▶ Assignment
Across the entries below, the lines containing "http" should be counted and only their number returned.

╭──

//! Configuration module - environment variable parsing

use std::env;
use std::net::SocketAddr;
use std::str::FromStr;
use std::time::Duration;

use crate::engine::EngineSettings;

/// Application configuration loaded from environment variables
#[derive(Clone, Debug)]
pub struct Config {
    /// Server binding address
    pub server_addr: SocketAddr,
    /// Log level (trace, debug, info, warn, error)
    pub log_level: String,
    /// Secret used to verify HS256 access tokens
    pub jwt_secret: String,
    /// Allowed client origins for CORS, comma-separated
    pub client_origin: String,

    /// Match store and profile lookup; in-memory adapters when absent
    pub supabase: Option<SupabaseConfig>,

    pub tick_interval: Duration,
    pub persist_every_ticks: u32,
    pub ready_timeout: Duration,
    pub reconnect_grace: Duration,
    pub user_lookup_timeout: Duration,
    pub max_snapshot_repairs: u32,
}

#[derive(Clone, Debug)]
pub struct SupabaseConfig {
    /// Supabase project URL
    pub url: String,
    /// Service role key (bypasses RLS - server only!)
    pub service_role_key: String,
}

impl Config {
    /// Load configuration from environment variables
    pub fn from_env() -> Result<Self, ConfigError> {
        // Render provides PORT env var, fall back to SERVER_ADDR or default
        let server_addr = if let Ok(port) = env::var("PORT") {
            format!("0.0.0.0:{}", port)
        } else {
            env::var("SERVER_ADDR").unwrap_or_else(|_| "0.0.0.0:8080".to_string())
        };

        let supabase = match (env::var("SUPABASE_URL"), env::var("SUPABASE_SERVICE_ROLE_KEY")) {
            (Ok(url), Ok(service_role_key)) => Some(SupabaseConfig {
                url,
                service_role_key,
            }),
            (Ok(_), Err(_)) => return Err(ConfigError::Missing("SUPABASE_SERVICE_ROLE_KEY")),
            (Err(_), Ok(_)) => return Err(ConfigError::Missing("SUPABASE_URL")),
            (Err(_), Err(_)) => None,
        };

        Ok(Self {
            server_addr: server_addr
                .parse()
                .map_err(|_| ConfigError::InvalidAddress)?,

            log_level: env::var("LOG_LEVEL").unwrap_or_else(|_| "info".to_string()),
            jwt_secret: env::var("JWT_SECRET").map_err(|_| ConfigError::Missing("JWT_SECRET"))?,
            client_origin: env::var("CLIENT_ORIGIN")
                .unwrap_or_else(|_| "http://localhost:3000".to_string()),

            supabase,

            tick_interval: Duration::from_millis(parse_nonzero_or("TICK_INTERVAL_MS", 16)?),
            persist_every_ticks: parse_or("PERSIST_EVERY_TICKS", 10)?,
            ready_timeout: Duration::from_secs(parse_or("READY_TIMEOUT_SECS", 30)?),
            reconnect_grace: Duration::from_secs(parse_or("RECONNECT_GRACE_SECS", 30)?),
            user_lookup_timeout: Duration::from_millis(parse_or("USER_LOOKUP_TIMEOUT_MS", 500)?),
            max_snapshot_repairs: parse_or("MAX_SNAPSHOT_REPAIRS", 3)?,
        })
    }

    /// Local development settings with in-memory adapters
    pub fn for_local(jwt_secret: impl Into<String>) -> Self {
        Self {
            server_addr: SocketAddr::from(([127, 0, 0, 1], 0)),
            log_level: "info".to_string(),
            jwt_secret: jwt_secret.into(),
            client_origin: "http://localhost:3000".to_string(),
            supabase: None,
            tick_interval: Duration::from_millis(16),
            persist_every_ticks: 10,
            ready_timeout: Duration::from_secs(30),
            reconnect_grace: Duration::from_secs(30),
            user_lookup_timeout: Duration::from_millis(500),
            max_snapshot_repairs: 3,
        }
    }

    pub fn engine_settings(&self) -> EngineSettings {
        EngineSettings {
            persist_every_ticks: self.persist_every_ticks.max(1),
            max_snapshot_repairs: self.max_snapshot_repairs,
            user_lookup_timeout: self.user_lookup_timeout,
        }
    }
}

fn parse_or<T: FromStr>(key: &'static str, default: T) -> Result<T, ConfigError> {
    match env::var(key) {
        Ok(raw) => raw.trim().parse().map_err(|_| ConfigError::Invalid(key)),
        Err(_) => Ok(default),
    }
}

/// Like [`parse_or`], but zero is rejected
fn parse_nonzero_or(key: &'static str, default: u64) -> Result<u64, ConfigError> {
    match parse_or(key, default)? {
        0 => Err(ConfigError::Invalid(key)),
        value => Ok(value),
    }
}

/// Configuration errors
#[derive(Debug, thiserror::Error)]
pub enum ConfigError {
    #[error("Missing required environment variable: {0}")]
    Missing(&'static str),

    #[error("Invalid value for environment variable: {0}")]
    Invalid(&'static str),

    #[error("Invalid server address format")]
    InvalidAddress,
}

╰──

▶ Solution for this task
2